** SOURCE RECORDS follows **

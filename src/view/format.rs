use once_cell::sync::Lazy;
use regex::Regex;

static RAC_CITATION: Lazy<Regex> = Lazy::new(|| {
    Regex::new(r"(?i)Según el artículo (\d+) del RAC-(\d+)").expect("RAC citation pattern is valid")
});

/// How an assistant message is laid out on screen.
#[derive(Debug, Clone, PartialEq, Eq)]
pub enum DisplayContent<'a> {
    Plain(&'a str),
    /// A RAC article citation split out of the text so it can be styled as a heading.
    Highlighted {
        before: &'a str,
        heading: String,
        after: &'a str,
    },
}

impl<'a> DisplayContent<'a> {
    pub fn heading(&self) -> Option<&str> {
        match self {
            DisplayContent::Plain(_) => None,
            DisplayContent::Highlighted { heading, .. } => Some(heading),
        }
    }
}

/// Splits out the first RAC citation. Article and RAC numbers are taken from that
/// match's own captures, so they are always present whatever the case of the phrase.
pub fn format_for_display(content: &str) -> DisplayContent<'_> {
    let Some(caps) = RAC_CITATION.captures(content) else {
        return DisplayContent::Plain(content);
    };
    let Some(phrase) = caps.get(0) else {
        return DisplayContent::Plain(content);
    };

    let article = caps.get(1).map_or("", |m| m.as_str());
    let rac = caps.get(2).map_or("", |m| m.as_str());

    // The heading carries its own colon.
    let after = content[phrase.end()..]
        .strip_prefix(':')
        .unwrap_or(&content[phrase.end()..])
        .trim_start();

    DisplayContent::Highlighted {
        before: &content[..phrase.start()],
        heading: format!("Según el artículo {} del RAC-{}:", article, rac),
        after,
    }
}

#[cfg(test)]
mod tests {
    use super::*;

    #[test]
    fn splits_citation_into_heading_and_body() {
        let shown = format_for_display("Según el artículo 5 del RAC-2: el motor debe...");
        assert_eq!(
            shown,
            DisplayContent::Highlighted {
                before: "",
                heading: "Según el artículo 5 del RAC-2:".to_string(),
                after: "el motor debe...",
            }
        );
    }

    #[test]
    fn plain_text_is_returned_verbatim() {
        let shown = format_for_display("Hola, ¿cómo estás?");
        assert_eq!(shown, DisplayContent::Plain("Hola, ¿cómo estás?"));
        assert_eq!(shown.heading(), None);
    }

    #[test]
    fn keeps_text_preceding_the_citation() {
        let shown = format_for_display("Respuesta:\nSegún el artículo 12 del RAC-61 los pilotos...");
        match shown {
            DisplayContent::Highlighted { before, heading, after } => {
                assert_eq!(before, "Respuesta:\n");
                assert_eq!(heading, "Según el artículo 12 del RAC-61:");
                assert_eq!(after, "los pilotos...");
            }
            other => panic!("expected highlighted content, got {:?}", other),
        }
    }

    #[test]
    fn match_is_case_insensitive() {
        let shown = format_for_display("SEGÚN EL ARTÍCULO 7 DEL rac-91, se prohíbe...");
        assert_eq!(shown.heading(), Some("Según el artículo 7 del RAC-91:"));
        if let DisplayContent::Highlighted { after, .. } = shown {
            assert_eq!(after, ", se prohíbe...");
        }
    }

    #[test]
    fn numbers_come_from_the_matched_phrase() {
        let shown = format_for_display("Ver RAC-99, artículo 12. Según el artículo 3 del RAC-2: aplica.");
        assert_eq!(shown.heading(), Some("Según el artículo 3 del RAC-2:"));
    }

    #[test]
    fn only_first_citation_is_highlighted() {
        let text = "Según el artículo 1 del RAC-1: ver también Según el artículo 2 del RAC-2.";
        match format_for_display(text) {
            DisplayContent::Highlighted { heading, after, .. } => {
                assert_eq!(heading, "Según el artículo 1 del RAC-1:");
                assert_eq!(after, "ver también Según el artículo 2 del RAC-2.");
            }
            other => panic!("expected highlighted content, got {:?}", other),
        }
    }

    #[test]
    fn incomplete_citation_is_not_highlighted() {
        let shown = format_for_display("Según el artículo del RAC-2");
        assert_eq!(shown, DisplayContent::Plain("Según el artículo del RAC-2"));
    }
}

** End of SOURCE RECORDS **

• [YOUR ASSIGNMENT]:
Lines holding the word "self" are the answer; copy every one from the records above.

• [FINISHED EXERCISE]:
    pub fn heading(&self) -> Option<&str> {
        match self {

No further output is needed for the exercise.